Mom (93, NH, blind, dementia) is 90% of the time very easygoing and happy, singing, very pleasant, positive, loving. No short term memory and lots of huge gaps in long term. She occasionally asks some questions about her past and I answer them truthfully, but we basically live in the present moment. Yesterday morning she was fine, but after a short nap she was a nonstop litany of questions. Do I still have any friends. Where is my husband. What was his name. Where did I work. Who was my boss. What do I do now. Did I have a car. What kind. How do I get around. Why am I here. Where is my brother. Where is he buried. On and on for over an hour. I tried to explain things kindly, (over and over) until she finally asked if she was a “Boob McNut”. We both laughed so hard! Anyway when I got home and described the day, DH said she had a “Good day”. But I was an emotional mess. It was so exhausting. She was really struggling trying to fill in the blanks of her memory...it was heartbreaking. Sometimes I would rather see her just living in the moment and not trying so hard. I guess I’m just venting, but how does anyone address these type of questions.

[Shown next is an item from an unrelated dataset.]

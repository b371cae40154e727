//! Reporting utilities: run summary and forecast tables for the terminal.

pub mod format;

pub use format::*;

That sounds horrible. I've seen your answers on here before and you usually help but this time I just pictured talking to my mom like that and it broke my heart.
To OP,
The way you handled it seems to have worked out for the best in the end. I've noticed that my mom may not remember asking the same questions over and over but if I snap she doesn't remember me snapping at her but it's like she knows she upset me. Then I feel guilty and for me that's worse than answering a bunch of questions over and over.

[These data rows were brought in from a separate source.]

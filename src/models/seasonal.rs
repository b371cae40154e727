//! Seasonal ARIMA, order (1,1,1) with seasonal order (0,1,1,s).
//!
//! Model, with `B` the backshift operator and `s` the seasonal period:
//!
//! ```text
//! (1 - φB) (1 - B) (1 - B^s) y_t = (1 + θB) (1 + ΘB^s) e_t
//! ```
//!
//! Writing `w_t = (1 - B)(1 - B^s) y_t`, the shocks are recovered recursively:
//!
//! ```text
//! e_t = w_t - φ w_{t-1} - θ e_{t-1} - Θ e_{t-s} - θΘ e_{t-s-1}
//! ```
//!
//! with pre-sample terms set to zero. Coefficients minimise the conditional sum
//! of squares (CSS) `Σ e_t²`: a coarse deterministic grid first, then a
//! coordinate search with halving steps. Forecasts set future shocks to zero and
//! integrate the differenced predictions back to levels.

use crate::error::AppError;
use crate::fit::coef_grid::{coef_grid, lin_space};
use crate::models::model::{FittedTrend, TrendModel, check_fit_input};

/// Coefficients are kept strictly inside the invertible/stationary region.
const COEF_BOUND: f64 = 0.99;
const GRID_MIN: f64 = -0.9;
const GRID_MAX: f64 = 0.9;
const GRID_STEPS: usize = 19;
const REFINE_START: f64 = 0.05;
const REFINE_END: f64 = 1e-4;
const REFINE_MAX_ITERS: usize = 500;

#[derive(Debug, Clone)]
pub struct SeasonalArima {
    period: usize,
}

impl SeasonalArima {
    pub fn new(period: usize) -> Self {
        Self {
            period: period.max(2),
        }
    }

    pub fn period(&self) -> usize {
        self.period
    }
}

/// Estimated coefficients `(φ, θ, Θ)`.
#[derive(Debug, Clone, Copy, PartialEq)]
pub struct ArimaCoefs {
    pub phi: f64,
    pub theta: f64,
    pub seasonal_theta: f64,
}

impl ArimaCoefs {
    fn from_array(c: [f64; 3]) -> Self {
        Self {
            phi: c[0],
            theta: c[1],
            seasonal_theta: c[2],
        }
    }

    fn as_array(self) -> [f64; 3] {
        [self.phi, self.theta, self.seasonal_theta]
    }

    fn norm_sq(self) -> f64 {
        self.as_array().iter().map(|c| c * c).sum()
    }
}

#[derive(Debug, Clone)]
pub struct FittedSeasonal {
    period: usize,
    coefs: ArimaCoefs,
    history: Vec<f64>,
    diffed: Vec<f64>,
    residuals: Vec<f64>,
    last_index: f64,
    rmse: f64,
}

impl FittedSeasonal {
    pub fn coefs(&self) -> ArimaCoefs {
        self.coefs
    }

    /// Level forecasts for the next `steps` periods after the last observation.
    pub fn forecast(&self, steps: usize) -> Vec<f64> {
        let s = self.period;
        let c = self.coefs;
        let mut y = self.history.clone();
        let mut w = self.diffed.clone();
        let mut e = self.residuals.clone();

        for _ in 0..steps {
            let t = w.len();
            let w_hat = c.phi * lag(&w, t, 1)
                + c.theta * lag(&e, t, 1)
                + c.seasonal_theta * lag(&e, t, s)
                + c.theta * c.seasonal_theta * lag(&e, t, s + 1);
            w.push(w_hat);
            e.push(0.0);

            let n = y.len();
            let level = w_hat + y[n - 1] + y[n - s] - y[n - s - 1];
            y.push(level);
        }

        y.split_off(self.history.len())
    }
}

impl TrendModel for SeasonalArima {
    fn display_name(&self) -> &'static str {
        "SARIMA(1,1,1)(0,1,1)"
    }

    fn min_points(&self) -> usize {
        2 * self.period
    }

    fn fit(&self, index: &[f64], values: &[f64]) -> Result<Box<dyn FittedTrend>, AppError> {
        check_fit_input(self, index, values)?;

        let s = self.period;
        let diffed = difference(values, s);
        let coefs = estimate_coefs(&diffed, s)?;
        let residuals = css_residuals(&diffed, coefs, s);
        let rmse = (residuals.iter().map(|e| e * e).sum::<f64>() / residuals.len().max(1) as f64).sqrt();

        log::debug!(
            "SARIMA fit: n={} phi={:.4} theta={:.4} seasonal_theta={:.4} rmse={:.4}",
            values.len(),
            coefs.phi,
            coefs.theta,
            coefs.seasonal_theta,
            rmse
        );

        let last_index = index.last().copied().unwrap_or(0.0);
        Ok(Box::new(FittedSeasonal {
            period: s,
            coefs,
            history: values.to_vec(),
            diffed,
            residuals,
            last_index,
            rmse,
        }))
    }
}

impl FittedTrend for FittedSeasonal {
    fn predict(&self, index: &[f64]) -> Result<Vec<f64>, AppError> {
        let mut steps = Vec::with_capacity(index.len());
        for &x in index {
            let k = (x - self.last_index).round();
            if !k.is_finite() || k < 1.0 {
                return Err(AppError::config(format!(
                    "Seasonal strategy only forecasts forward: index {x} is not after the last observation {}.",
                    self.last_index
                )));
            }
            steps.push(k as usize);
        }

        let max_steps = steps.iter().copied().max().unwrap_or(0);
        let path = self.forecast(max_steps);
        let out: Vec<f64> = steps.iter().map(|&k| path[k - 1]).collect();
        if out.iter().any(|v| !v.is_finite()) {
            return Err(AppError::numeric("Non-finite seasonal forecast."));
        }
        Ok(out)
    }

    fn rmse(&self) -> f64 {
        self.rmse
    }
}

/// `(1 - B)(1 - B^s) y`, dropping the first `s + 1` undefined terms.
pub fn difference(y: &[f64], s: usize) -> Vec<f64> {
    (s + 1..y.len())
        .map(|t| y[t] - y[t - 1] - y[t - s] + y[t - s - 1])
        .collect()
}

/// Recover the shocks `e_t` for the given coefficients.
pub fn css_residuals(w: &[f64], c: ArimaCoefs, s: usize) -> Vec<f64> {
    let mut e = Vec::with_capacity(w.len());
    for t in 0..w.len() {
        let et = w[t]
            - c.phi * lag(w, t, 1)
            - c.theta * lag(&e, t, 1)
            - c.seasonal_theta * lag(&e, t, s)
            - c.theta * c.seasonal_theta * lag(&e, t, s + 1);
        e.push(et);
    }
    e
}

fn css(w: &[f64], c: ArimaCoefs, s: usize) -> f64 {
    css_residuals(w, c, s).iter().map(|e| e * e).sum()
}

/// `v[t - k]`, or zero before the start of the series.
fn lag(v: &[f64], t: usize, k: usize) -> f64 {
    if t >= k { v[t - k] } else { 0.0 }
}

fn estimate_coefs(w: &[f64], s: usize) -> Result<ArimaCoefs, AppError> {
    let values = lin_space(GRID_MIN, GRID_MAX, GRID_STEPS)?;
    let grid = coef_grid(&values);

    // Deterministic selection: minimum CSS; break ties by smaller norm, then grid order.
    let mut best: Option<(ArimaCoefs, f64)> = None;
    for candidate in grid {
        let c = ArimaCoefs::from_array(candidate);
        let score = css(w, c, s);
        if !score.is_finite() {
            continue;
        }
        let better = match best {
            None => true,
            Some((b, b_score)) => score < b_score || (score == b_score && c.norm_sq() < b.norm_sq()),
        };
        if better {
            best = Some((c, score));
        }
    }

    let Some((mut coefs, mut score)) = best else {
        return Err(AppError::numeric("No finite CSS candidate for the seasonal model."));
    };

    let mut step = REFINE_START;
    let mut iters = 0;
    while step >= REFINE_END && iters < REFINE_MAX_ITERS {
        iters += 1;
        let mut improved = false;
        for k in 0..3 {
            for dir in [-1.0, 1.0] {
                let mut arr = coefs.as_array();
                arr[k] = (arr[k] + dir * step).clamp(-COEF_BOUND, COEF_BOUND);
                let candidate = ArimaCoefs::from_array(arr);
                let candidate_score = css(w, candidate, s);
                if candidate_score.is_finite() && candidate_score < score {
                    coefs = candidate;
                    score = candidate_score;
                    improved = true;
                }
            }
        }
        if !improved {
            step /= 2.0;
        }
    }

    Ok(coefs)
}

All those questions are a conversation starter. It makes me sad that they exhaust you rather than provide you with rich topics for conversations.
When my LO was able to talk in the earlier times, before she began medication, she would ask lots of questions about problems that worried her and be VERY worried about things that didn't even exist. She thought that people had an issue with something, something bad had happened or other things that she often could not verbalize. She would look for certain people too and it exhausted her. So, I'd often tell her that I had already taken care of it. That everything was resolved, that there was nothing left to do, but, celebrate the happy outcome. (I said this regardless, because it made her feel better.) She would thank me profusely and be so happy for the rest of the visit. I'd bring treats and sometimes balloons or flowers to help celebrate. Once she got her Cymbalta adjusted, she got much better and didn't cry and worry so much.

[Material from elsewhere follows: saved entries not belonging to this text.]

//! Synthetic daily sales history.
//!
//! Used by the `salescast sample` command and by tests that need a realistic
//! multi-year history. The generator is deterministic for a given seed.
//!
//! Shape of the series:
//! - linear growth in checks over the whole range
//! - a yearly cycle (summer dip, December peak)
//! - a weekly cycle (weekend uplift)
//! - a spike on the 15th of every month (the recurring payday promotion)
//! - multiplicative Gaussian noise on checks and average check

use std::f64::consts::PI;

use chrono::{Datelike, NaiveDate, Weekday};
use rand::SeedableRng;
use rand::rngs::StdRng;
use rand_distr::{Distribution, Normal};

use crate::data::dataset::RawObservation;
use crate::error::AppError;

/// Parameters of the generator.
#[derive(Debug, Clone, PartialEq)]
pub struct SampleSpec {
    pub start: NaiveDate,
    pub end: NaiveDate,
    pub seed: u64,
    /// Mean daily checks at the start of the range.
    pub base_checks: f64,
    /// Mean average check at the start of the range.
    pub base_avg_check: f64,
    /// Relative growth of checks over one year.
    pub yearly_growth: f64,
    /// Relative noise (standard deviation) on checks and average check.
    pub noise: f64,
    /// Multiplier on checks for the 15th of each month.
    pub fifteenth_uplift: f64,
}

impl Default for SampleSpec {
    fn default() -> Self {
        Self {
            start: NaiveDate::from_ymd_opt(2022, 1, 1).unwrap_or_default(),
            end: NaiveDate::from_ymd_opt(2024, 12, 31).unwrap_or_default(),
            seed: 42,
            base_checks: 100.0,
            base_avg_check: 3000.0,
            yearly_growth: 0.05,
            noise: 0.05,
            fifteenth_uplift: 1.6,
        }
    }
}

/// Generate one row per day in `[spec.start, spec.end]`.
pub fn generate_history(spec: &SampleSpec) -> Result<Vec<RawObservation>, AppError> {
    if spec.end < spec.start {
        return Err(AppError::config(format!(
            "Sample range is inverted: {} > {}.",
            spec.start, spec.end
        )));
    }
    if !(spec.base_checks.is_finite() && spec.base_checks > 0.0) {
        return Err(AppError::config("Sample base checks must be > 0."));
    }
    if !(spec.base_avg_check.is_finite() && spec.base_avg_check > 0.0) {
        return Err(AppError::config("Sample base average check must be > 0."));
    }
    if !(spec.noise.is_finite() && spec.noise >= 0.0) {
        return Err(AppError::config("Sample noise must be >= 0."));
    }

    let mut rng = StdRng::seed_from_u64(spec.seed);
    let normal = Normal::new(0.0, 1.0)
        .map_err(|e| AppError::numeric(format!("Noise distribution error: {e}")))?;

    let mut out = Vec::new();
    for date in spec.start.iter_days().take_while(|d| *d <= spec.end) {
        let years = (date - spec.start).num_days() as f64 / 365.25;
        let trend = 1.0 + spec.yearly_growth * years;

        let phase = 2.0 * PI * (date.ordinal() as f64 - 1.0) / 365.25;
        // Peak around late December, trough in early summer.
        let yearly = 1.0 + 0.12 * phase.cos();
        let weekly = match date.weekday() {
            Weekday::Fri | Weekday::Sat => 1.15,
            Weekday::Sun => 1.05,
            _ => 1.0,
        };
        let payday = if date.day() == 15 { spec.fifteenth_uplift } else { 1.0 };

        let checks_noise = 1.0 + spec.noise * normal.sample(&mut rng);
        let avg_noise = 1.0 + spec.noise * normal.sample(&mut rng);

        let checks = (spec.base_checks * trend * yearly * weekly * payday * checks_noise)
            .round()
            .max(0.0);
        let avg_check = (spec.base_avg_check * (1.0 + 0.5 * (yearly - 1.0)) * avg_noise).max(0.0);
        let total_sales = checks * avg_check;

        out.push(RawObservation {
            date: Some(date),
            checks,
            avg_check,
            total_sales,
        });
    }

    Ok(out)
}

#[cfg(test)]
mod tests {
    use super::*;

    #[test]
    fn generator_is_deterministic_per_seed() {
        let spec = SampleSpec::default();
        let a = generate_history(&spec).unwrap();
        let b = generate_history(&spec).unwrap();
        assert_eq!(a, b);

        let other = generate_history(&SampleSpec { seed: 7, ..spec }).unwrap();
        assert_ne!(a, other);
    }

    #[test]
    fn generator_covers_every_day() {
        let a = generate_history(&SampleSpec::default()).unwrap();
        assert_eq!(a.len(), 365 + 365 + 366);
        assert!(a.iter().all(|r| r.checks >= 0.0 && r.checks.fract() == 0.0));
        assert!(a.iter().all(|r| (r.total_sales - r.checks * r.avg_check).abs() < 1e-6));
    }

    #[test]
    fn fifteenth_is_uplifted_on_average() {
        let spec = SampleSpec {
            noise: 0.0,
            ..SampleSpec::default()
        };
        let rows = generate_history(&spec).unwrap();
        let mean = |f: &dyn Fn(&RawObservation) -> bool| {
            let sel: Vec<f64> = rows.iter().filter(|r| f(r)).map(|r| r.checks).collect();
            sel.iter().sum::<f64>() / sel.len() as f64
        };
        let fifteenth = mean(&|r| r.date.map(|d| d.day() == 15).unwrap_or(false));
        let other = mean(&|r| r.date.map(|d| d.day() != 15).unwrap_or(false));
        assert!(fifteenth > other * 1.3);
    }

    #[test]
    fn inverted_range_is_rejected() {
        let spec = SampleSpec {
            start: NaiveDate::from_ymd_opt(2024, 1, 2).unwrap(),
            end: NaiveDate::from_ymd_opt(2024, 1, 1).unwrap(),
            ..SampleSpec::default()
        };
        assert!(generate_history(&spec).is_err());
    }
}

Isn't the brain a strange animal? You go along with your elderly parent and things seem predictable, and then wham! there's a burst of activity, or a huge decrease in activity. You never know. Cognitive decline is a bummer.
What I like is that your mom still has her sense of humor. So, humor her, answer the questions. All you can count on is that it will be different next time.
I've been told I'm being naive. I would like to hear your thoughts on this?
"Lets talk about that later, why don't we go for a walk now" then take her for a walk. OR..."why don't we go get a snack" and go get some tea, water, juice...
How long are your visits? if you were with her and she took a nap, woke and you were still there...it sounds like you were there for a while.
Maybe cut your visits shorter, if she falls a sleep quietly leave. It is possible that if she took a nap she may be confusing time and might think it was another day. (If you do not know long you were asleep you could easily think you slept 8 or 10 hours)
Shorter visits might also help your emotional and mental stress.